-- WHAT THE TASK ASKS --
Word for word, restate the records that follow.

-- SOURCE INFORMATION follows --

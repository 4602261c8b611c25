use hookdeploy::error::{DeployError, DeployResult};
use hookdeploy::{ConfigStore, DryRunSession, TaskContext, TaskGraph};

/// A task that leaves a trace in the session's command log.
fn echo(name: &'static str) -> impl Fn(&mut TaskContext<'_>) -> DeployResult<()> + Send + Sync + 'static {
    move |ctx| {
        ctx.run(&format!("echo {name}"))?;
        Ok(())
    }
}

fn run(graph: &TaskGraph, target: &str) -> (DeployResult<Vec<String>>, Vec<String>) {
    let config = ConfigStore::new();
    let mut session = DryRunSession::new("example.org");
    let result = {
        let mut ctx = TaskContext::new(&config, &mut session);
        graph.run(target, &mut ctx)
    };
    let commands = session.commands().iter().map(|c| (*c).to_string()).collect();
    (result, commands)
}

#[test]
fn before_hooks_then_task_then_after_hooks() {
    let mut graph = TaskGraph::new();
    graph
        .task("task", "", echo("task"))
        .task("before1", "", echo("before1"))
        .task("before2", "", echo("before2"))
        .task("after1", "", echo("after1"))
        .before("task", "before1")
        .after("task", "after1")
        .before("task", "before2");

    assert_eq!(
        graph.plan("task").unwrap(),
        vec!["before1", "before2", "task", "after1"]
    );

    let (result, commands) = run(&graph, "task");
    assert_eq!(result.unwrap(), vec!["before1", "before2", "task", "after1"]);
    assert_eq!(
        commands,
        vec!["echo before1", "echo before2", "echo task", "echo after1"]
    );
}

#[test]
fn hooks_on_hooks_expand_recursively() {
    let mut graph = TaskGraph::new();
    graph
        .task("setup", "", echo("setup"))
        .task("runtime", "", echo("runtime"))
        .task("manager", "", echo("manager"))
        .task("daemon", "", echo("daemon"))
        .task("logs", "", echo("logs"))
        .before("setup", "runtime")
        .before("runtime", "manager")
        .after("setup", "daemon")
        .after("daemon", "logs");

    assert_eq!(
        graph.plan("setup").unwrap(),
        vec!["manager", "runtime", "setup", "daemon", "logs"]
    );
}

#[test]
fn task_reachable_twice_runs_once() {
    let mut graph = TaskGraph::new();
    graph
        .task("deploy", "", echo("deploy"))
        .task("symlink", "", echo("symlink"))
        .task("permissions", "", echo("permissions"))
        .before("deploy", "symlink")
        .before("deploy", "permissions")
        .after("symlink", "permissions");

    let (result, commands) = run(&graph, "deploy");

    assert_eq!(result.unwrap(), vec!["symlink", "permissions", "deploy"]);
    assert_eq!(
        commands
            .iter()
            .filter(|c| c.as_str() == "echo permissions")
            .count(),
        1
    );
}

#[test]
fn hook_cycles_terminate() {
    let mut graph = TaskGraph::new();
    graph
        .task("a", "", echo("a"))
        .task("b", "", echo("b"))
        .after("a", "b")
        .after("b", "a");

    assert_eq!(graph.plan("a").unwrap(), vec!["a", "b"]);
}

#[test]
fn hooks_on_missing_anchor_are_ignored() {
    let mut graph = TaskGraph::new();
    graph
        .task("deploy", "", echo("deploy"))
        .task("extra", "", echo("extra"))
        .after("deploy:migrations", "extra");

    assert_eq!(graph.plan("deploy").unwrap(), vec!["deploy"]);
}

#[test]
fn hook_to_missing_task_fails_before_anything_runs() {
    let mut graph = TaskGraph::new();
    graph
        .task("deploy", "", echo("deploy"))
        .before("deploy", "does:not_exist");

    let (result, commands) = run(&graph, "deploy");

    assert!(matches!(result, Err(DeployError::UnknownTask(ref t)) if t == "does:not_exist"));
    assert!(commands.is_empty());
}

#[test]
fn first_failure_stops_the_run() {
    let mut graph = TaskGraph::new();
    graph
        .task("first", "", echo("first"))
        .task("broken", "", |_| Err(DeployError::Other("disk full".into())))
        .task("never", "", echo("never"))
        .task("target", "", echo("target"))
        .before("target", "first")
        .before("target", "broken")
        .before("target", "never");

    let (result, commands) = run(&graph, "target");

    let err = result.unwrap_err();
    assert_eq!(err.failed_task(), Some("broken"));
    assert_eq!(err.to_string(), "task 'broken' failed: disk full");
    assert_eq!(commands, vec!["echo first"]);
}

#[test]
fn tasks_listed_in_registration_order() {
    let mut graph = TaskGraph::new();
    graph
        .task("b", "second", echo("b"))
        .task("a", "first", echo("a"));

    let names: Vec<&str> = graph.tasks().map(|t| t.name.as_str()).collect();
    assert_eq!(names, vec!["b", "a"]);
}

-- SOURCE INFORMATION concluded --

-- WORKED SOLUTION --
repository 4602261c8b611c25
use hookdeploy::error::{DeployError, DeployResult};
use hookdeploy::{ConfigStore, DryRunSession, TaskContext, TaskGraph};

/// A task that leaves a trace in the session's command log.
fn echo(name: &'static str) -> impl Fn(&mut TaskContext<'_>) -> DeployResult<()> + Send + Sync + 'static {
    move |ctx| {
        ctx.run(&format!("echo {name}"))?;
        Ok(())
    }
}

fn run(graph: &TaskGraph, target: &str) -> (DeployResult<Vec<String>>, Vec<String>) {
    let config = ConfigStore::new();
    let mut session = DryRunSession::new("example.org");
    let result = {
        let mut ctx = TaskContext::new(&config, &mut session);
        graph.run(target, &mut ctx)
    };
    let commands = session.commands().iter().map(|c| (*c).to_string()).collect();
    (result, commands)
}

#[test]
fn before_hooks_then_task_then_after_hooks() {
    let mut graph = TaskGraph::new();
    graph
        .task("task", "", echo("task"))
        .task("before1", "", echo("before1"))
        .task("before2", "", echo("before2"))
        .task("after1", "", echo("after1"))
        .before("task", "before1")
        .after("task", "after1")
        .before("task", "before2");

    assert_eq!(
        graph.plan("task").unwrap(),
        vec!["before1", "before2", "task", "after1"]
    );

    let (result, commands) = run(&graph, "task");
    assert_eq!(result.unwrap(), vec!["before1", "before2", "task", "after1"]);
    assert_eq!(
        commands,
        vec!["echo before1", "echo before2", "echo task", "echo after1"]
    );
}

#[test]
fn hooks_on_hooks_expand_recursively() {
    let mut graph = TaskGraph::new();
    graph
        .task("setup", "", echo("setup"))
        .task("runtime", "", echo("runtime"))
        .task("manager", "", echo("manager"))
        .task("daemon", "", echo("daemon"))
        .task("logs", "", echo("logs"))
        .before("setup", "runtime")
        .before("runtime", "manager")
        .after("setup", "daemon")
        .after("daemon", "logs");

    assert_eq!(
        graph.plan("setup").unwrap(),
        vec!["manager", "runtime", "setup", "daemon", "logs"]
    );
}

#[test]
fn task_reachable_twice_runs_once() {
    let mut graph = TaskGraph::new();
    graph
        .task("deploy", "", echo("deploy"))
        .task("symlink", "", echo("symlink"))
        .task("permissions", "", echo("permissions"))
        .before("deploy", "symlink")
        .before("deploy", "permissions")
        .after("symlink", "permissions");

    let (result, commands) = run(&graph, "deploy");

    assert_eq!(result.unwrap(), vec!["symlink", "permissions", "deploy"]);
    assert_eq!(
        commands
            .iter()
            .filter(|c| c.as_str() == "echo permissions")
            .count(),
        1
    );
}

#[test]
fn hook_cycles_terminate() {
    let mut graph = TaskGraph::new();
    graph
        .task("a", "", echo("a"))
        .task("b", "", echo("b"))
        .after("a", "b")
        .after("b", "a");

    assert_eq!(graph.plan("a").unwrap(), vec!["a", "b"]);
}

#[test]
fn hooks_on_missing_anchor_are_ignored() {
    let mut graph = TaskGraph::new();
    graph
        .task("deploy", "", echo("deploy"))
        .task("extra", "", echo("extra"))
        .after("deploy:migrations", "extra");

    assert_eq!(graph.plan("deploy").unwrap(), vec!["deploy"]);
}

#[test]
fn hook_to_missing_task_fails_before_anything_runs() {
    let mut graph = TaskGraph::new();
    graph
        .task("deploy", "", echo("deploy"))
        .before("deploy", "does:not_exist");

    let (result, commands) = run(&graph, "deploy");

    assert!(matches!(result, Err(DeployError::UnknownTask(ref t)) if t == "does:not_exist"));
    assert!(commands.is_empty());
}

#[test]
fn first_failure_stops_the_run() {
    let mut graph = TaskGraph::new();
    graph
        .task("first", "", echo("first"))
        .task("broken", "", |_| Err(DeployError::Other("disk full".into())))
        .task("never", "", echo("never"))
        .task("target", "", echo("target"))
        .before("target", "first")
        .before("target", "broken")
        .before("target", "never");

    let (result, commands) = run(&graph, "target");

    let err = result.unwrap_err();
    assert_eq!(err.failed_task(), Some("broken"));
    assert_eq!(err.to_string(), "task 'broken' failed: disk full");
    assert_eq!(commands, vec!["echo first"]);
}

#[test]
fn tasks_listed_in_registration_order() {
    let mut graph = TaskGraph::new();
    graph
        .task("b", "second", echo("b"))
        .task("a", "first", echo("a"));

    let names: Vec<&str> = graph.tasks().map(|t| t.name.as_str()).collect();
    assert_eq!(names, vec!["b", "a"]);
}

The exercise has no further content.